Many members will no doubt have noticed that today’s DWP Intranet homepage declares with great reverence the fact that the Department for Work and Pensions Secretary of State, Iain Duncan Smith (or ‘IDS’ as he is unaffectionately known) has been awarded ‘Minister of the Year’ by ‘The House’ magazine.

The arrogance of the ministerial and Westminster population (for it is they whom have access to the magazine, and therefore to vote in this poll) knows no bounds. We are given no explanation as to the criteria on which this vote was taken, so I suggest we look at his record ourselves.

Since IDS took over the Department for Work and Pensions on the parliamentary side (as opposed to the civil service side), unemployment in the UK has risen to 2.5 million in the official statistics – those of us who work here in Jobcentre Plus will know that the unofficial numbers would make this a lot higher. We know that the figures are manipulated and ‘massaged’ to keep them down, by kicking long-term unemployed into ‘workfare’ positions on less than minimum wage, leaving them with no real job after they have finished.

1 million of those unemployed are under the age of 25. An entire generation of young people thrown on the scrapheap, without any hope of a job, let alone one that uses the qualifications they spent thousands to attain.

We also know that in the last year, there has been the ‘scandal’ over benefit sanctions, where staff revealed that they had been given targets to sanction claimants, therefore withdrawing their rights to any money and pushing them further under the poverty line.

Social Fund staff and claimants await their final countdown with baited breath, as the money for the most vulnerable – those who are penniless due to loss or theft or benefit payments and need to apply for the (already pitiful) lifeline of a crisis loan; those fleeing domestic abuse, or who have been evicted from sheltered accommodation who go through the gruelling Community Care Grants application process – is all slashed up. In favour of a fundamentally degrading system of food vouchers (implying that claimants cannot make their own decisions as to where their money should be spent) to be administrated through the local authority who can – ultimately – decide not to offer this at all.
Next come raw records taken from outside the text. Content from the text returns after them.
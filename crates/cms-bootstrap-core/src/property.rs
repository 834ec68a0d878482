//! The fixed set of top-level properties a config source may set.

use crate::BootstrapError;
use cms_bootstrap_config::{ConfigMap, Merger};
use log::{debug, warn};
use serde_json::Value;
use std::fmt;
use std::str::FromStr;

/// Recognised top-level property names.
#[derive(Debug, Clone, Copy, PartialEq, Eq, Hash)]
pub enum Property {
    /// Active environment name.
    Environment,
    /// Debug level (0 = off).
    Debug,
    /// Framework system directory.
    SystemPath,
    /// Directive map handed to the host framework.
    ConfigVars,
    /// Template variables.
    GlobalVars,
    /// Database connection settings.
    DbConfig,
}

impl Property {
    /// Every property, in canonical order.
    pub const ALL: [Property; 6] = [
        Property::Environment,
        Property::Debug,
        Property::SystemPath,
        Property::ConfigVars,
        Property::GlobalVars,
        Property::DbConfig,
    ];

    /// Key used in config files.
    pub fn as_str(self) -> &'static str {
        match self {
            Property::Environment => "environment",
            Property::Debug => "debug",
            Property::SystemPath => "system_path",
            Property::ConfigVars => "config_vars",
            Property::GlobalVars => "global_vars",
            Property::DbConfig => "db_config",
        }
    }

    /// Whether the property holds a nested map.
    pub fn is_map(self) -> bool {
        matches!(
            self,
            Property::ConfigVars | Property::GlobalVars | Property::DbConfig
        )
    }

    /// Reject values of the wrong shape.
    pub fn validate(self, value: &Value) -> Result<(), BootstrapError> {
        let ok = match self {
            Property::Environment | Property::SystemPath => value.is_string(),
            Property::Debug => debug_level(value).is_some(),
            Property::ConfigVars | Property::GlobalVars | Property::DbConfig => value.is_object(),
        };
        if ok {
            Ok(())
        } else {
            Err(BootstrapError::InvalidProperty {
                property: self.as_str(),
                expected: self.expected(),
            })
        }
    }

    fn expected(self) -> &'static str {
        match self {
            Property::Environment | Property::SystemPath => "a string",
            Property::Debug => "an integer level or boolean",
            Property::ConfigVars | Property::GlobalVars | Property::DbConfig => "a map",
        }
    }
}

impl FromStr for Property {
    type Err = BootstrapError;

    fn from_str(name: &str) -> Result<Self, Self::Err> {
        Property::ALL
            .into_iter()
            .find(|property| property.as_str() == name)
            .ok_or_else(|| BootstrapError::UnknownProperty(name.to_string()))
    }
}

impl fmt::Display for Property {
    fn fmt(&self, f: &mut fmt::Formatter<'_>) -> fmt::Result {
        f.write_str(self.as_str())
    }
}

/// Read a debug level from a number, bool, or numeric string.
pub(crate) fn debug_level(value: &Value) -> Option<u8> {
    match value {
        Value::Number(number) => number
            .as_u64()
            .map(|level| u8::try_from(level).unwrap_or(u8::MAX)),
        Value::Bool(flag) => Some(u8::from(*flag)),
        Value::String(text) => text.trim().parse().ok(),
        _ => None,
    }
}

/// Keep only the recognised, well-shaped properties of `incoming`.
///
/// Unknown keys (often environment sections) and wrongly-shaped values are
/// dropped; override markers on property names are kept for the merger.
pub(crate) fn select(merger: &Merger, incoming: &ConfigMap) -> ConfigMap {
    let mut accepted = ConfigMap::new();
    for (key, value) in incoming {
        let Ok(property) = merger.target_key(key).parse::<Property>() else {
            debug!("ignoring unrecognised top-level key: {key}");
            continue;
        };
        if value.is_null() {
            continue;
        }
        if let Err(err) = property.validate(value) {
            warn!("ignoring config value: {err}");
            continue;
        }
        accepted.insert(key.clone(), value.clone());
    }
    accepted
}

#[cfg(test)]
mod tests {
    use super::*;
    use pretty_assertions::assert_eq;
    use serde_json::json;

    #[test]
    fn parses_known_names_and_rejects_others() {
        for property in Property::ALL {
            assert_eq!(property.as_str().parse::<Property>().expect("known"), property);
        }
        let err = "site_url".parse::<Property>().unwrap_err();
        assert!(matches!(err, BootstrapError::UnknownProperty(name) if name == "site_url"));
    }

    #[test]
    fn debug_levels_accept_several_spellings() {
        assert_eq!(debug_level(&json!(2)), Some(2));
        assert_eq!(debug_level(&json!(true)), Some(1));
        assert_eq!(debug_level(&json!(" 1 ")), Some(1));
        assert_eq!(debug_level(&json!(1000)), Some(u8::MAX));
        assert_eq!(debug_level(&json!("loud")), None);
        assert_eq!(debug_level(&json!(-1)), None);
    }

    #[test]
    fn select_filters_keys_and_shapes() {
        let merger = Merger::default();
        let incoming = json!({
            "db_config": { "hostname": "b" },
            "config_vars": "not a map",
            "production": { "debug": 1 },
            "environment": "staging",
            "!global_vars": { "gv_x": 1 }
        });
        let Value::Object(incoming) = incoming else { unreachable!() };
        let selected = select(&merger, &incoming);

        assert_eq!(
            Value::Object(selected),
            json!({
                "db_config": { "hostname": "b" },
                "environment": "staging",
                "!global_vars": { "gv_x": 1 }
            })
        );
    }
}
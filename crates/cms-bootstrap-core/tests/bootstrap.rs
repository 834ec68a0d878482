//! Tests for property resolution across config files and overrides.

use cms_bootstrap_core::{Bootstrap, BootstrapError, Property};
use cms_bootstrap_test_utils::{SiteDir, config_map, fixed_now};
use pretty_assertions::assert_eq;
use serde_json::json;

const SITE_YAML: &str = r#"
environment: production
db_config:
  hostname: db.local
  database: shared
production:
  db_config:
    database: live
  config_vars:
    server_timezone: UTC
development:
  db_config:
    database: dev
"#;

/// A file naming its environment selects that environment's section.
#[test]
fn file_environment_selects_its_own_section() {
    let site = SiteDir::new();
    let path = site.write_config("config.yml", SITE_YAML);

    let bootstrap = Bootstrap::builder(site.request())
        .config_file(path)
        .now(fixed_now())
        .build()
        .expect("build");

    assert_eq!(bootstrap.environment(), "production");
    assert_eq!(bootstrap.db_config().get("hostname"), Some(&json!("db.local")));
    assert_eq!(bootstrap.db_config().get("database"), Some(&json!("live")));
    assert_eq!(
        bootstrap.config_vars().get("default_site_timezone"),
        Some(&json!("UTC"))
    );
    assert_eq!(
        bootstrap.config_vars().get("google_analytics_id"),
        Some(&json!("UA-XXXXXXX-XX"))
    );
}

/// A pinned environment wins over the file and picks the matching section.
#[test]
fn pinned_environment_overrides_files() {
    let site = SiteDir::new();
    let path = site.write_config("config.yml", SITE_YAML);

    let bootstrap = Bootstrap::builder(site.request())
        .environment("development")
        .config_file(path)
        .build()
        .expect("build");

    assert_eq!(bootstrap.environment(), "development");
    assert_eq!(bootstrap.db_config().get("database"), Some(&json!("dev")));
    assert_eq!(
        bootstrap.config_vars().get("default_site_timezone"),
        Some(&json!("UM5"))
    );
}

/// Later files win, and a marked key replaces rather than merges.
#[test]
fn later_files_and_markers_take_precedence() {
    let site = SiteDir::new();
    let first = site.write_config(
        "base.json",
        r#"{
            "config_vars": {
                "site_label": "Base",
                "upload_preferences": { "2": "public/uploads/files" }
            },
            "global_vars": { "theme": { "color": "red", "font": "serif" } }
        }"#,
    );
    let second = site.write_config(
        "local.yml",
        r#"
config_vars:
  "!upload_preferences":
    "1": public/uploads/images
global_vars:
  theme:
    color: blue
"#,
    );

    let bootstrap = Bootstrap::builder(site.request())
        .config_file(first)
        .config_file(second)
        .build()
        .expect("build");

    assert_eq!(bootstrap.config_vars().get("site_label"), Some(&json!("Base")));
    assert_eq!(
        bootstrap.config_vars().get("upload_preferences"),
        Some(&json!({ "1": "public/uploads/images" }))
    );
    assert_eq!(
        bootstrap.global_vars().get("theme"),
        Some(&json!({ "color": "blue", "font": "serif" }))
    );
}

/// Broken JSON is fatal; broken YAML is skipped.
#[test]
fn strict_formats_fail_the_build() {
    let site = SiteDir::new();
    let yaml = site.write_config("broken.yml", "db_config: [unclosed");
    let json = site.write_config("broken.json", "{ \"db_config\": ");

    let bootstrap = Bootstrap::builder(site.request())
        .config_file(&yaml)
        .build()
        .expect("yaml errors are skipped");
    assert_eq!(bootstrap.db_config().get("database"), None);

    let err = Bootstrap::builder(site.request())
        .config_file(&json)
        .build()
        .unwrap_err();
    assert!(matches!(err, BootstrapError::Config(_)));
}

/// Files under a property only contribute scalars and the active section.
#[test]
fn config_file_under_nests_content() {
    let site = SiteDir::new();
    let path = site.write_config(
        "database.yml",
        r#"
hostname: db.internal
production:
  database: live_db
development:
  database: dev_db
"#,
    );

    let bootstrap = Bootstrap::builder(site.request())
        .config_file_under(path, Property::DbConfig)
        .build()
        .expect("build");

    assert_eq!(bootstrap.db_config().get("hostname"), Some(&json!("db.internal")));
    assert_eq!(bootstrap.db_config().get("database"), Some(&json!("dev_db")));
    assert_eq!(bootstrap.db_config().get("production"), None);
}

/// Discovery reads every `config.*` file in extension order.
#[test]
fn discovers_config_files_in_config_dir() {
    let site = SiteDir::new();
    site.write_config("config.yml", "config_vars:\n  site_label: From YAML\n");
    site.write_config(
        "config.ini",
        "[config_vars]\nsite_label = From INI\nis_system_on = n\n",
    );

    let bootstrap = Bootstrap::builder(site.request())
        .discover_config_files()
        .build()
        .expect("build");

    assert_eq!(bootstrap.config_vars().get("site_label"), Some(&json!("From INI")));
    assert_eq!(bootstrap.config_vars().get("is_system_on"), Some(&json!("n")));
}

/// Overrides beat files; unknown keys in overrides are ignored.
#[test]
fn overrides_apply_last() {
    let site = SiteDir::new();
    let path = site.write_config("config.yml", SITE_YAML);

    let bootstrap = Bootstrap::builder(site.request())
        .config_file(path)
        .overrides(config_map(json!({
            "db_config": { "database": "override" },
            "debug": "2",
            "not_a_property": true
        })))
        .build()
        .expect("build");

    assert_eq!(bootstrap.db_config().get("database"), Some(&json!("override")));
    assert_eq!(bootstrap.debug(), 2);
    assert_eq!(bootstrap.config_vars().get("template_debugging"), Some(&json!("y")));
}

/// An explicit system path feeds the paths derived from it.
#[test]
fn system_path_from_file_moves_dependent_paths() {
    let site = SiteDir::new();
    let path = site.write_config("config.json", r#"{ "system_path": "/opt/cms" }"#);

    let bootstrap = Bootstrap::builder(site.request())
        .config_file(path)
        .build()
        .expect("build");

    assert_eq!(bootstrap.system_path(), "/opt/cms/");
    assert_eq!(bootstrap.paths().app_path, "/opt/cms/expressionengine/");
    assert_eq!(
        bootstrap.db_config().get("cachedir"),
        Some(&json!("/opt/cms/cache/db_cache/"))
    );
}

#[test]
fn unknown_property_is_an_error() {
    let site = SiteDir::new();
    let bootstrap = Bootstrap::builder(site.request()).build().expect("build");

    assert_eq!(bootstrap.property("environment").expect("known"), &json!("development"));
    let err = bootstrap.property("site_url").unwrap_err();
    assert!(matches!(err, BootstrapError::UnknownProperty(name) if name == "site_url"));
}

#[test]
fn requirements_need_environment_and_database() {
    let site = SiteDir::new();
    let mut bootstrap = Bootstrap::builder(site.request()).build().expect("build");

    let err = bootstrap.check_requirements().unwrap_err();
    assert!(matches!(err, BootstrapError::Requirement(_)));

    bootstrap
        .set_property("db_config", json!({ "database": "site" }))
        .expect("set");
    bootstrap.check_requirements().expect("database named");

    bootstrap.set_property("environment", json!("")).expect("set");
    let err = bootstrap.check_requirements().unwrap_err();
    assert_eq!(err.to_string(), "requirement not met: no environment is set");
}

/// Files applied after build merge into the live properties.
#[test]
fn apply_config_file_after_build() {
    let site = SiteDir::new();
    let mut bootstrap = Bootstrap::builder(site.request()).build().expect("build");
    let path = site.write_config(
        "late.ini",
        "[development.config_vars]\nsite_label = Post Build\n\n[production.config_vars]\nsite_label = Wrong\n",
    );

    bootstrap.apply_config_file(&path).expect("apply");
    assert_eq!(bootstrap.config_vars().get("site_label"), Some(&json!("Post Build")));

    let db = site.write_config("db.json", r#"{ "database": "late_db" }"#);
    bootstrap
        .apply_config_file_under(&db, Property::DbConfig)
        .expect("apply");
    assert_eq!(bootstrap.db_config().get("database"), Some(&json!("late_db")));
    assert_eq!(bootstrap.db_config().get("dbprefix"), Some(&json!("exp_")));
}

/// An environment named in overrides picks the sections files contribute.
#[test]
fn override_environment_selects_sections() {
    let site = SiteDir::new();
    let path = site.write_config(
        "config.yml",
        "environment: development\nproduction:\n  db_config:\n    database: live\ndevelopment:\n  db_config:\n    database: dev\n",
    );

    let bootstrap = Bootstrap::builder(site.request())
        .environment("development")
        .config_file(path)
        .overrides(config_map(json!({ "environment": "production" })))
        .build()
        .expect("build");

    assert_eq!(bootstrap.environment(), "production");
    assert_eq!(bootstrap.db_config().get("database"), Some(&json!("live")));
}

/// A file applied after build cannot move a pinned environment.
#[test]
fn apply_keeps_pinned_environment() {
    let site = SiteDir::new();
    let mut bootstrap = Bootstrap::builder(site.request())
        .environment("production")
        .build()
        .expect("build");
    let path = site.write_config(
        "late.yml",
        "environment: staging\nproduction:\n  config_vars:\n    site_label: Live\nstaging:\n  config_vars:\n    site_label: Staging\n",
    );

    bootstrap.apply_config_file(&path).expect("apply");

    assert_eq!(bootstrap.environment(), "production");
    assert_eq!(bootstrap.config_vars().get("site_label"), Some(&json!("Live")));
}

/// Without a pin, a late file may still switch the environment.
#[test]
fn apply_without_pin_follows_file_environment() {
    let site = SiteDir::new();
    let mut bootstrap = Bootstrap::builder(site.request()).build().expect("build");
    let path = site.write_config("late.yml", "environment: staging\n");

    bootstrap.apply_config_file(&path).expect("apply");

    assert_eq!(bootstrap.environment(), "staging");
}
In addition, disabled and sick people are grilled and interrogated to the point of severe stress and potential harrassment over their right to claim disability related benefits. The Department renewed its contract with the completely incompetent Atos Origin company (of whose decisions, 40% are won on appeal) leading to death and increased illness in many people. Cases such as George from Chesterfield, whose heart conditions were ignored until he died on Jobseekers Allowance are a testament to this, which IDS and his peers should take on their shoulders. Quoting from this article in the Mirror:

They’ve been finding up to two in three applicants are “fit to work” – but many appeal and 40% are successful.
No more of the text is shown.